PHP will be processing the code to display dynamic content. It can connect to the database and get needed data. We will be installing PHP 7.2 here.
PHP 7.x packages are available in several different repositories. We will be using the Remi repository which provides newer versions of various software packages including PHP. The Remi repository depends on the EPEL repository, and we need to install the EPEL repository first.
# yum install epel-release -y # yum install http://rpms.remirepo.net/enterprise/remi-release-7.rpm -y
Start by enabling the PHP 7.2 Remi repository and move on to install some common PHP modules.

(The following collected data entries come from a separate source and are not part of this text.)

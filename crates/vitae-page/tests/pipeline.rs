//! End-to-end: locale files on disk, section building, pool
//! distribution, and index-ordered reassembly of the rendered page.

use std::path::PathBuf;
use std::sync::Arc;

use vitae_page::sections::build_resume;
use vitae_page::{default_registry, render_batch, EchoTranslator, LocaleStore, RenderProgram};
use vitae_pool::WorkerPool;

const RESUME_JSON: &str = r#"{
    "resume": {
        "title": "Resume",
        "lastUpdate": "2025-04-30",
        "profile": {"title": "Profile", "name": "Jane Doe", "email": "jane@example.com"},
        "education": {
            "title": "Education", "university": "State University",
            "major": "Computer Science", "graduation": "2018-02", "gpa": "3.8/4.5"
        },
        "workExperience": {
            "title": "Work Experience", "duration": "2018 ~ 2023",
            "items": [{
                "company": "Acme", "jobTitle": "Engineer", "division": "Platform",
                "duration": "2018-03 ~ 2020-01",
                "experiences": [{
                    "title": "Billing pipeline", "duration": "2018-03 ~ 2019-06",
                    "stacks": [{"lang": "Rust", "level": 4}],
                    "contents": ["Rebuilt the <highlight>invoice</highlight> pipeline."]
                }]
            }]
        },
        "currentProjects": {"title": "Current Projects", "items": [{
            "title": "vitae", "duration": "2025-01 ~ WIP", "isWip": true,
            "stacks": [{"lang": "Rust", "level": 4}]
        }]},
        "maintainingProjects": {"title": "Maintaining", "items": []},
        "previousProjects": {"title": "Previous Projects", "items": []},
        "certifications": {"title": "Certifications", "items": [
            {"name": "Engineer Cert", "date": "2019-11"}
        ]},
        "skills": {"title": "Skills", "categories": [
            {"name": "Languages", "items": [{"skill": "Rust", "level": 4}]}
        ]},
        "projectProgress": {"title": "Progress", "items": [
            {"name": "vitae", "progress": 80, "period": "2025"}
        ]}
    }
}"#;

const COMMON_JSON: &str = r#"{
    "common": {
        "general": {"resume": "Resume", "name": "Name", "email": "e-mail", "lastUpdate": "Last Update"},
        "education": {"university": "University", "major": "Major", "graduation": "Graduation", "gpa": "GPA"},
        "projects": {
            "backendStack": "Backend Stacks", "frontendStack": "Frontend Stacks",
            "platforms": "Platforms", "stacks": "Stacks",
            "additionalInfo": "additional info", "stacksProficiency": "Stacks I Experienced",
            "progress": {"projectHeader": "Project", "progressHeader": "Progress", "periodHeader": "Period"}
        }
    }
}"#;

fn scratch_locales() -> PathBuf {
    let dir = std::env::temp_dir().join(format!("vitae-pipeline-{}", std::process::id()));
    let locale_dir = dir.join("en");
    std::fs::create_dir_all(&locale_dir).unwrap();
    std::fs::write(locale_dir.join("resume.json"), RESUME_JSON).unwrap();
    std::fs::write(locale_dir.join("common.json"), COMMON_JSON).unwrap();
    dir
}

#[test]
fn locale_to_page_pipeline() {
    let dir = scratch_locales();
    let mut store = LocaleStore::new(&dir);
    let data = store.load("en").unwrap();

    let registry = default_registry();
    let blocks = build_resume(&data, &EchoTranslator, &registry);
    assert_eq!(blocks.len(), 13);

    let mut pool = WorkerPool::new(2, Arc::new(RenderProgram)).unwrap();
    let rendered = render_batch(&blocks, &pool).unwrap();
    pool.terminate();

    assert_eq!(rendered.len(), 13);
    assert!(rendered[0].starts_with("<header>"));
    assert!(rendered[2].contains("Last Update: 2025-04-30"));
    assert!(rendered.last().unwrap().contains("scroll-to-top-btn"));

    let page = rendered.join("\n");
    assert!(page.contains("Work Experience"));
    assert!(page.contains("Billing pipeline"));
    assert!(page.contains("<highlight>invoice</highlight>"));
    assert!(page.contains(r#"data-event-click="fold-section""#));
    assert!(page.contains(r#"data-event-click="change-theme""#));
    assert!(page.contains(r#"data-event-click="scroll-to-top""#));
    assert!(page.contains(r#"iswip="true""#));
    assert!(!page.contains(r#"to="WIP""#));
}

#[test]
fn rendering_is_deterministic_across_pool_sizes() {
    let dir = scratch_locales();
    let mut store = LocaleStore::new(&dir);
    let data = store.load("en").unwrap();
    let registry = default_registry();
    let blocks = build_resume(&data, &EchoTranslator, &registry);

    let mut single = WorkerPool::new(1, Arc::new(RenderProgram)).unwrap();
    let mut wide = WorkerPool::new(4, Arc::new(RenderProgram)).unwrap();
    let sequential = render_batch(&blocks, &single).unwrap();
    let parallel = render_batch(&blocks, &wide).unwrap();
    single.terminate();
    wide.terminate();

    assert_eq!(sequential, parallel);
}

# yum-config-manager --enable remi-php72 # yum install php php-common php-opcache php-mcrypt php-cli php-gd php-curl php-mysqlnd -y # php -v PHP 7.2.15 (cli) (built: Feb 5 2019 19:50:47) ( NTS ) Copyright (c) 1997-2018 The PHP Group
Zend Engine v3.2.0, Copyright (c) 1998-2018 Zend Technologies with Zend OPcache v7.2.15, Copyright (c) 1999-2018, by Zend Technologies
After restarting Apache, you can test PHP by creating a new info page, Inf.php with the below content and accessing it via the browser (http://xxx.xxx.xxx.xxx/Inf.php).
# systemctl restart httpd.service # vi /var/www/html/Inf.php
For quick setup, run the below command. However, you will be prompted during the MySQL script running.
yum update -y && yum install httpd mariadb-server mariadb -y && systemctl start httpd.service && systemctl enable httpd.service && systemctl start mariadb && systemctl enable mariadb && yum install epel-release -y && yum install http://rpms.remirepo.net/enterprise/remi-release-7.rpm -y && yum-config-manager --enable remi-php72 && yum install php php-common php-opcache php-mcrypt php-cli php-gd php-curl php-mysqlnd -y && systemctl restart httpd.service && mysql_secure_installation
You have now installed the LAMP stack. This will allow you to install most kinds of websites and web software on your server.